In a letter to holders of his £13.4bn Fundsmith Equity fund, Smith rebuffed commentators who have spent the past five years warning the shares in his fund are overpriced by posing the question: what would you invest in as an alternative?
Smith said the fund’s stock valuations are not much higher than the market, especially when their relative quality is considered, and he highlighted the fund had outperformed significantly during this five-year period.
“During that time, the fund has risen 175%,” added Smith. “The fact you would have forgone this gain if you had followed their advice will of course be forgotten by them if or when their predictions that our strategy will underperform the ‘value’ strategy of buying cyclicals, financials and assorted junk pays off for a period.”
He added: “Of course, all this may prove is that everything is expensive or at least highly rated, and there are plenty of pundits and fund managers who have indeed suggested that we are in a so-called ‘bubble’ which will end badly with everything falling a long way.

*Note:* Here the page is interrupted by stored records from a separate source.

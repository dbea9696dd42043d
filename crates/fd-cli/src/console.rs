//! Terminal rendering of a match.

use std::io::{BufRead, Write};

use colored::Colorize;

use fd_core::Dice;
use fd_game::{GameResult, MenuKind, Narration, Outcome, Party, Surface};

use crate::table::odds_table;

/// Plays a match over a line-based reader and a writer.
pub struct ConsoleSurface<R, W> {
    input: R,
    output: W,
}

impl<R: BufRead, W: Write> ConsoleSurface<R, W> {
    pub fn new(input: R, output: W) -> Self {
        Self { input, output }
    }
}

impl<R: BufRead, W: Write> Surface for ConsoleSurface<R, W> {
    fn narrate(&mut self, narration: Narration<'_>) -> GameResult<()> {
        let out = &mut self.output;
        match narration {
            Narration::FirstMoveIntro => {
                writeln!(out, "Let's determine who makes the first move.")?;
            }
            Narration::Committed { max, commitment } => {
                writeln!(
                    out,
                    "I selected a random value in the range 0..{max} (HMAC={}).",
                    commitment.to_hex().cyan()
                )?;
            }
            Narration::Menu { kind, options } => {
                let title = match kind {
                    MenuKind::GuessBit => "Try to guess my selection.",
                    MenuKind::ChooseDice => "Choose your dice:",
                    MenuKind::AddNumber => "Add your number modulo 6.",
                };
                writeln!(out, "{title}")?;
                for (i, option) in options.iter().enumerate() {
                    writeln!(out, "{i} - {option}")?;
                }
                writeln!(out, "X - exit")?;
                writeln!(out, "? - help")?;
            }
            Narration::Invalid { reason } => {
                writeln!(out, "{}", reason.yellow())?;
            }
            Narration::GuessRevealed { reveal } => {
                writeln!(
                    out,
                    "My selection: {} (KEY={}).",
                    reveal.value(),
                    reveal.key().to_hex().cyan()
                )?;
            }
            Narration::DiceChosen { party, dice, first } => {
                match (party, first) {
                    (Party::Computer, true) => {
                        writeln!(out, "I make the first move and choose the {dice} dice.")?
                    }
                    (Party::Computer, false) => writeln!(out, "I choose the {dice} dice.")?,
                    (Party::User, true) => {
                        writeln!(out, "You make the first move and choose the {dice} dice.")?
                    }
                    (Party::User, false) => writeln!(out, "You choose the {dice} dice.")?,
                }
            }
            Narration::ThrowStart { party } => {
                let whose = match party {
                    Party::Computer => "my",
                    Party::User => "your",
                };
                writeln!(out, "It's time for {whose} throw.")?;
            }
            Narration::ThrowRevealed { reveal } => {
                writeln!(
                    out,
                    "My number is {} (KEY={}).",
                    reveal.value(),
                    reveal.key().to_hex().cyan()
                )?;
            }
            Narration::ThrowCombined {
                offset,
                addend,
                index,
            } => {
                writeln!(out, "The result is {offset} + {addend} = {index} (mod 6).")?;
            }
            Narration::ThrowValue { party, value } => {
                let whose = match party {
                    Party::Computer => "My",
                    Party::User => "Your",
                };
                writeln!(out, "{whose} throw is {}.", value.to_string().bold())?;
            }
            Narration::Outcome(outcome) => {
                let line = match outcome {
                    Outcome::UserWins { user, computer } => {
                        format!("You win! ({user} > {computer})").green()
                    }
                    Outcome::ComputerWins { user, computer } => {
                        format!("I win! ({user} < {computer})").red()
                    }
                    Outcome::Draw { value } => {
                        format!("It's a draw! ({value} = {value})").normal()
                    }
                };
                writeln!(out, "{}", line.bold())?;
            }
            Narration::Exiting => {
                writeln!(out, "Exiting...")?;
            }
        }
        Ok(())
    }

    fn read_choice(&mut self) -> GameResult<Option<String>> {
        write!(self.output, "Your selection: ")?;
        self.output.flush()?;

        // Non-UTF-8 bytes become U+FFFD and fail token parsing like any other junk.
        let mut line = Vec::new();
        match self.input.read_until(b'\n', &mut line)? {
            0 => Ok(None),
            _ => Ok(Some(String::from_utf8_lossy(&line).into_owned())),
        }
    }

    fn show_help(&mut self, dice: &[Dice]) -> GameResult<()> {
        writeln!(self.output, "Help: This is a non-transitive dice game.")?;
        writeln!(
            self.output,
            "Each throw adds your number to mine modulo 6, so neither of us controls the face."
        )?;
        writeln!(
            self.output,
            "The table below shows the probabilities of winning for each pair of dice:"
        )?;
        writeln!(self.output, "{}", odds_table(dice))?;
        Ok(())
    }
}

“So far, they have only managed to demonstrate the difficulty in making predictions and implementing actions based upon them. Even if they are eventually proven right, why will a basket of cyclical stocks and financials prove to perform better in these circumstances than a group of companies which are high quality and defensive in terms of supplying everyday consumables and necessities?
“The events of 2007–09 suggest that the opposite is true.”
Three-step strategy
Smith said the alternative to his approach is investing in cyclicals, financials and so-called ‘value’ stocks which involves investing in companies that over time to do not create shareholder value by generating returns on capital above their cost of capital and growing by deploying more capital such as favourable returns.
“We seek to invest in companies which accomplish this,” he added, drawing attention to his three-step investment strategy of “buy good companies; don’t overpay; do nothing”.
The fund returned 22% between 1 January and 31 December last year versus 11.8% for the MSCI World index. Since inception to the end of 2017, the fund returned 261.7% against the MSCI World index’s 135.5%.
According to FE data, the fund has delivered a return of 167.1%, 79% and 23% over five, three and one year respectively, versus the Investment Association’s Global sector’s 80.9%, 45.2% and 14.3%.
Forget the macro
Smith also took a swipe at financial commentators more widely who made a series of incorrect predictions regarding macro events, such as the UK voting for remain in the EU referendum, Donald Trump becoming US president and Narendra Modi becoming India’s prime minister.
“The fact that they have been shown to be comprehensively wrong does not seem to stop them from giving us the dubious benefit of further predictions.”
He added: “Thankfully, I spend little or no time trying to apply predictions about macro events in order to manage our portfolios.”